**The problem:**
Each line below has to be set down again exactly.

(Supplied records)

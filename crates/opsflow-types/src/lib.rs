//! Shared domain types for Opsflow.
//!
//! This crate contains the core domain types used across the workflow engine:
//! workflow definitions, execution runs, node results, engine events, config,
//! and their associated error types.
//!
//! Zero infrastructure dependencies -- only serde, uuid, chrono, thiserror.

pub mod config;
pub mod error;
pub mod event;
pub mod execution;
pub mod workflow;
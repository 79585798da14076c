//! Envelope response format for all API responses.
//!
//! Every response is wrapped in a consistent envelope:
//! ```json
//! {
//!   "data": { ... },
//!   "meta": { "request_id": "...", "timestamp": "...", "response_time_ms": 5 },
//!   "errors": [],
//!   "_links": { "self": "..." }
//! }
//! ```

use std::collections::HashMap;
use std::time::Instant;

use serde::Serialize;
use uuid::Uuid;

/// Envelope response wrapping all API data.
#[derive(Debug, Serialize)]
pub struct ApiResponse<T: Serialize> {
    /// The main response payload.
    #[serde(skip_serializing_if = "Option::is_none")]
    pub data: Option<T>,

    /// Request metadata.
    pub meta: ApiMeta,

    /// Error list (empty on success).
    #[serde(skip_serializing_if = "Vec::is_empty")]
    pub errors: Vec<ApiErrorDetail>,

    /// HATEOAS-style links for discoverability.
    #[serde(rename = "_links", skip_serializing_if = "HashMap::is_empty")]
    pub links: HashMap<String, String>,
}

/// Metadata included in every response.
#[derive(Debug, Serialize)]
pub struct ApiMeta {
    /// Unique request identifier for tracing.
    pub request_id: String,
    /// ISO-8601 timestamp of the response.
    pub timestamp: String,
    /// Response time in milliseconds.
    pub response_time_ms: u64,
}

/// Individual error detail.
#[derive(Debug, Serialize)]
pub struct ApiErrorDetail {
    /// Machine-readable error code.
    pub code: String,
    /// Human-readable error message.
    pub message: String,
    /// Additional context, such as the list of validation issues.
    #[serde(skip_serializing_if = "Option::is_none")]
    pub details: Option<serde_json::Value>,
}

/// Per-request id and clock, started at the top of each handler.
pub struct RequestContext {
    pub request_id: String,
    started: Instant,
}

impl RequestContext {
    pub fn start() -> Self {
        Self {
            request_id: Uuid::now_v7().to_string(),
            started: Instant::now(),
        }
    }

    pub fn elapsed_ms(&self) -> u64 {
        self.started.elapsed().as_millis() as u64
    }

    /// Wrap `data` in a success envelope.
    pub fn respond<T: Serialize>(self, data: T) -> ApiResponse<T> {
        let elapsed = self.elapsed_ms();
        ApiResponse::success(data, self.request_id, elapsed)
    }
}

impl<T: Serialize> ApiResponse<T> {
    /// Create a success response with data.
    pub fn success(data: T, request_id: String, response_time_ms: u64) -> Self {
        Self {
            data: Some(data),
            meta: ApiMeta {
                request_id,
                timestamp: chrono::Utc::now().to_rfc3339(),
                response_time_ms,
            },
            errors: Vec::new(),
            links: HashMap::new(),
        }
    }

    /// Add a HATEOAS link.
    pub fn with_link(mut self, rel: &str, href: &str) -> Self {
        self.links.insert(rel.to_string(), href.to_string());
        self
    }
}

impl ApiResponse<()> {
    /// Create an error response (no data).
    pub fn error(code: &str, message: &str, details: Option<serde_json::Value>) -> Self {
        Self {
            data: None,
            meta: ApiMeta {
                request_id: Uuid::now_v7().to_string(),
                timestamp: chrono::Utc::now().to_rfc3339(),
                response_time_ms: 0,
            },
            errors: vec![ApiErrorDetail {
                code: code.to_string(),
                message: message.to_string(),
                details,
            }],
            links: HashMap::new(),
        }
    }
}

(End Supplied records)

**Solved problem:**
filename crates/opsflow-types/src/lib.rs
//! Shared domain types for Opsflow.
//!
//! This crate contains the core domain types used across the workflow engine:
//! workflow definitions, execution runs, node results, engine events, config,
//! and their associated error types.
//!
//! Zero infrastructure dependencies -- only serde, uuid, chrono, thiserror.

pub mod config;
pub mod error;
pub mod event;
pub mod execution;
pub mod workflow;
repository 79585798da14076c
//! Envelope response format for all API responses.
//!
//! Every response is wrapped in a consistent envelope:
//! ```json
//! {
//!   "data": { ... },
//!   "meta": { "request_id": "...", "timestamp": "...", "response_time_ms": 5 },
//!   "errors": [],
//!   "_links": { "self": "..." }
//! }
//! ```

use std::collections::HashMap;
use std::time::Instant;

use serde::Serialize;
use uuid::Uuid;

/// Envelope response wrapping all API data.
#[derive(Debug, Serialize)]
pub struct ApiResponse<T: Serialize> {
    /// The main response payload.
    #[serde(skip_serializing_if = "Option::is_none")]
    pub data: Option<T>,

    /// Request metadata.
    pub meta: ApiMeta,

    /// Error list (empty on success).
    #[serde(skip_serializing_if = "Vec::is_empty")]
    pub errors: Vec<ApiErrorDetail>,

    /// HATEOAS-style links for discoverability.
    #[serde(rename = "_links", skip_serializing_if = "HashMap::is_empty")]
    pub links: HashMap<String, String>,
}

/// Metadata included in every response.
#[derive(Debug, Serialize)]
pub struct ApiMeta {
    /// Unique request identifier for tracing.
    pub request_id: String,
    /// ISO-8601 timestamp of the response.
    pub timestamp: String,
    /// Response time in milliseconds.
    pub response_time_ms: u64,
}

/// Individual error detail.
#[derive(Debug, Serialize)]
pub struct ApiErrorDetail {
    /// Machine-readable error code.
    pub code: String,
    /// Human-readable error message.
    pub message: String,
    /// Additional context, such as the list of validation issues.
    #[serde(skip_serializing_if = "Option::is_none")]
    pub details: Option<serde_json::Value>,
}

/// Per-request id and clock, started at the top of each handler.
pub struct RequestContext {
    pub request_id: String,
    started: Instant,
}

impl RequestContext {
    pub fn start() -> Self {
        Self {
            request_id: Uuid::now_v7().to_string(),
            started: Instant::now(),
        }
    }

    pub fn elapsed_ms(&self) -> u64 {
        self.started.elapsed().as_millis() as u64
    }

    /// Wrap `data` in a success envelope.
    pub fn respond<T: Serialize>(self, data: T) -> ApiResponse<T> {
        let elapsed = self.elapsed_ms();
        ApiResponse::success(data, self.request_id, elapsed)
    }
}

impl<T: Serialize> ApiResponse<T> {
    /// Create a success response with data.
    pub fn success(data: T, request_id: String, response_time_ms: u64) -> Self {
        Self {
            data: Some(data),
            meta: ApiMeta {
                request_id,
                timestamp: chrono::Utc::now().to_rfc3339(),
                response_time_ms,
            },
            errors: Vec::new(),
            links: HashMap::new(),
        }
    }

    /// Add a HATEOAS link.
    pub fn with_link(mut self, rel: &str, href: &str) -> Self {
        self.links.insert(rel.to_string(), href.to_string());
        self
    }
}

impl ApiResponse<()> {
    /// Create an error response (no data).
    pub fn error(code: &str, message: &str, details: Option<serde_json::Value>) -> Self {
        Self {
            data: None,
            meta: ApiMeta {
                request_id: Uuid::now_v7().to_string(),
                timestamp: chrono::Utc::now().to_rfc3339(),
                response_time_ms: 0,
            },
            errors: vec![ApiErrorDetail {
                code: code.to_string(),
                message: message.to_string(),
                details,
            }],
            links: HashMap::new(),
        }
    }
}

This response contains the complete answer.